PROBLEM DESCRIPTION: Below are some records; copy each line in them that contains "windows".

THE DATA:
[Start of section]

#[cfg(test)]
mod tests {
    use super::*;
    use crate::catalog::tests::journey;

    fn layout(id: &str, count: usize, active: Option<usize>) -> TrailLayout {
        let distances: Vec<u32> = (0..count).map(|i| u32::try_from(i).unwrap() * 1_000).collect();
        let journey = journey(id, &distances);
        synthesize(&journey.milestones, active, &PathConfig::default())
    }

    #[test]
    fn empty_milestone_list_yields_empty_layout() {
        let trail = synthesize(&[], Some(3), &PathConfig::default());
        assert!(trail.points.is_empty());
        assert!(trail.full.is_empty());
        assert!(trail.active.is_empty());
        assert_eq!(trail.full.to_svg(), "");
    }

    #[test]
    fn single_milestone_is_a_degenerate_path() {
        let trail = layout("solo", 1, Some(0));
        assert_eq!(trail.points.len(), 1);
        assert_eq!(trail.points[0].x, TRAIL_ORIGIN_X);
        assert_eq!(trail.points[0].y, trail.height / 2.0);
        assert!(trail.full.segments.is_empty());
        assert!(!trail.active.is_empty());
        assert!(!trail.full.to_svg().contains('C'));
    }

    #[test]
    fn same_input_reproduces_identical_points() {
        let a = layout("emmaus", 12, Some(4));
        let b = layout("emmaus", 12, Some(4));
        let bits = |t: &TrailLayout| {
            t.points
                .iter()
                .map(|p| (p.x.to_bits(), p.y.to_bits()))
                .collect::<Vec<_>>()
        };
        assert_eq!(bits(&a), bits(&b));
        assert_eq!(a.full.to_svg(), b.full.to_svg());
    }

    #[test]
    fn x_strictly_increases_and_y_stays_in_band() {
        let config = PathConfig::default();
        for id in ["alpha", "bravo", "charlie", "delta", "echo", "foxtrot"] {
            let trail = layout(id, 16, None);
            let profile = config
                .profiles
                .iter()
                .find(|p| Some(&p.name) == trail.profile.as_ref())
                .unwrap();
            let (low, high) = profile.safe_band(config.safe_margin);
            for pair in trail.points.windows(2) {
                let gap = pair[1].x - pair[0].x;
                assert!(gap >= profile.spacing_base);
                assert!(gap <= profile.spacing_base + profile.spacing_variance);
            }
            assert!(trail.points.iter().all(|p| (low..=high).contains(&p.y)));
        }
    }

    #[test]
    fn invalid_config_yields_empty_layout() {
        let distances = [0, 1_000, 2_000, 3_000];
        let journey = journey("bad-config", &distances);
        let configs = [
            PathConfig {
                safe_margin: 200.0,
                ..PathConfig::default()
            },
            PathConfig {
                profiles: Vec::new(),
                ..PathConfig::default()
            },
            PathConfig {
                control_fraction: f64::NAN,
                ..PathConfig::default()
            },
            PathConfig {
                profiles: vec![TerrainProfile {
                    spacing_base: 0.0,
                    ..TerrainProfile::gentle()
                }],
                ..PathConfig::default()
            },
        ];
        for config in &configs {
            assert!(config.validate().is_err());
            let trail = synthesize(&journey.milestones, Some(1), config);
            assert_eq!(trail, TrailLayout::empty());
        }
    }

    #[test]
    fn emmaus_layout_matches_recorded_coordinates() {
        let emmaus = crate::catalog::Catalog::builtin()
            .get_journey_by_id("road-to-emmaus")
            .unwrap();
        let trail = synthesize(&emmaus.milestones, Some(1), &PathConfig::default());
        assert_eq!(trail.seed, 0x2600_13ee_3aeb_f418);
        assert_eq!(trail.profile.as_deref(), Some("jagged"));
        assert_eq!(trail.height, 360.0);
        assert_eq!(
            trail.points,
            [
                Point { x: 60.0, y: 180.0 },
                Point {
                    x: 194.633_621_302_687_12,
                    y: 293.705_926_694_874_5,
                },
                Point {
                    x: 316.285_238_540_226_4,
                    y: 300.0,
                },
            ]
        );
        assert_eq!(
            trail.full.to_svg(),
            "M 60.00 180.00 C 120.59 180.00 134.05 293.71 194.63 293.71 \
             C 249.38 293.71 261.54 300.00 316.29 300.00"
        );
        assert_eq!(
            trail.active.to_svg(),
            "M 60.00 180.00 C 120.59 180.00 134.05 293.71 194.63 293.71"
        );
    }

    #[test]
    fn profile_follows_seed_modulo() {
        let trail = layout("gamma", 3, None);
        let expected = &PathConfig::default().profiles[usize::try_from(trail.seed % 3).unwrap()];
        assert_eq!(trail.profile.as_deref(), Some(expected.name.as_str()));
        assert_eq!(trail.height, expected.canvas_height);
    }

    #[test]
    fn active_prefix_is_capped_and_optional() {
        let none = layout("prefix", 5, None);
        assert!(none.active.is_empty());

        let partial = layout("prefix", 5, Some(2));
        assert_eq!(partial.active.segments.len(), 2);
        assert_eq!(partial.active.segments[..], partial.full.segments[..2]);

        let beyond = layout("prefix", 5, Some(99));
        assert_eq!(beyond.active, beyond.full);
    }

    #[test]
    fn control_points_sit_at_fixed_fraction() {
        let trail = layout("curves", 4, None);
        for (segment, pair) in trail.full.segments.iter().zip(trail.points.windows(2)) {
            let dx = pair[1].x - pair[0].x;
            assert!((segment.control_1.x - (pair[0].x + 0.45 * dx)).abs() < 1e-9);
            assert!((segment.control_2.x - (pair[1].x - 0.45 * dx)).abs() < 1e-9);
            assert_eq!(segment.control_1.y, pair[0].y);
            assert_eq!(segment.control_2.y, pair[1].y);
        }
    }

    #[test]
    fn svg_uses_two_decimals() {
        let path = PathDescriptor::through(
            &[Point { x: 60.0, y: 160.0 }, Point { x: 200.0, y: 100.5 }],
            0.45,
        );
        assert_eq!(
            path.to_svg(),
            "M 60.00 160.00 C 123.00 160.00 137.00 100.50 200.00 100.50"
        );
    }

    #[test]
    fn config_defaults_fill_missing_fields() {
        let config = PathConfig::from_json(r#"{"safe_margin": 40.0}"#).unwrap();
        assert_eq!(config.profiles.len(), 3);
        assert!((config.control_fraction - 0.45).abs() < f64::EPSILON);
    }

    #[test]
    fn config_validation_rejects_bad_values() {
        let mut config = PathConfig::default();
        config.profiles.clear();
        assert_eq!(config.validate(), Err(PathConfigError::NoProfiles));

        let mut config = PathConfig::default();
        config.control_fraction = 1.5;
        assert!(matches!(
            config.validate(),
            Err(PathConfigError::RangeViolation { .. })
        ));

        let mut config = PathConfig::default();
        config.profiles[1].canvas_height = 100.0;
        assert!(matches!(
            config.validate(),
            Err(PathConfigError::CanvasTooShort { ref profile, .. }) if profile == "jagged"
        ));

        assert!(matches!(
            PathConfig::from_json("{"),
            Err(PathConfigError::Parse(_))
        ));
    }
}
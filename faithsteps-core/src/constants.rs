//! Centralized tuning constants for FaithSteps core logic.
//!
//! Trail geometry, step-goal bounds and storage keys live here so that the
//! deterministic math can only be adjusted through reviewed code changes.

// Storage keys -------------------------------------------------------------
pub const ONBOARDING_STORAGE_KEY: &str = "onboarding-storage";
pub const PROGRESS_STORAGE_KEY: &str = "journey-progress";

// Step goals ---------------------------------------------------------------
pub const DEFAULT_DAILY_STEP_GOAL: u32 = 5_000;
pub const MIN_DAILY_STEP_GOAL: u32 = 1_000;
pub const MAX_DAILY_STEP_GOAL: u32 = 50_000;
pub const STEP_GOAL_INCREMENT: u32 = 100;

// Trail geometry -----------------------------------------------------------
pub(crate) const TRAIL_ORIGIN_X: f64 = 60.0;
pub(crate) const TRAIL_SAFE_MARGIN: f64 = 60.0;
pub(crate) const TRAIL_CONTROL_FRACTION: f64 = 0.45;
pub(crate) const TERRAIN_STREAM_TAG: &[u8] = b"terrain";

pub(crate) const GENTLE_SPACING_BASE: f64 = 140.0;
pub(crate) const GENTLE_SPACING_VARIANCE: f64 = 40.0;
pub(crate) const GENTLE_Y_JUMP: f64 = 60.0;
pub(crate) const GENTLE_CANVAS_HEIGHT: f64 = 320.0;

pub(crate) const JAGGED_SPACING_BASE: f64 = 110.0;
pub(crate) const JAGGED_SPACING_VARIANCE: f64 = 30.0;
pub(crate) const JAGGED_Y_JUMP: f64 = 120.0;
pub(crate) const JAGGED_CANVAS_HEIGHT: f64 = 360.0;

pub(crate) const SWOOPING_SPACING_BASE: f64 = 170.0;
pub(crate) const SWOOPING_SPACING_VARIANCE: f64 = 60.0;
pub(crate) const SWOOPING_Y_JUMP: f64 = 160.0;
pub(crate) const SWOOPING_CANVAS_HEIGHT: f64 = 420.0;

// Map labels ---------------------------------------------------------------
pub(crate) const METERS_PER_KILOMETER: f64 = 1_000.0;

[End of section]

COMPLETED EXERCISE:
            for pair in trail.points.windows(2) {
        for (segment, pair) in trail.full.segments.iter().zip(trail.points.windows(2)) {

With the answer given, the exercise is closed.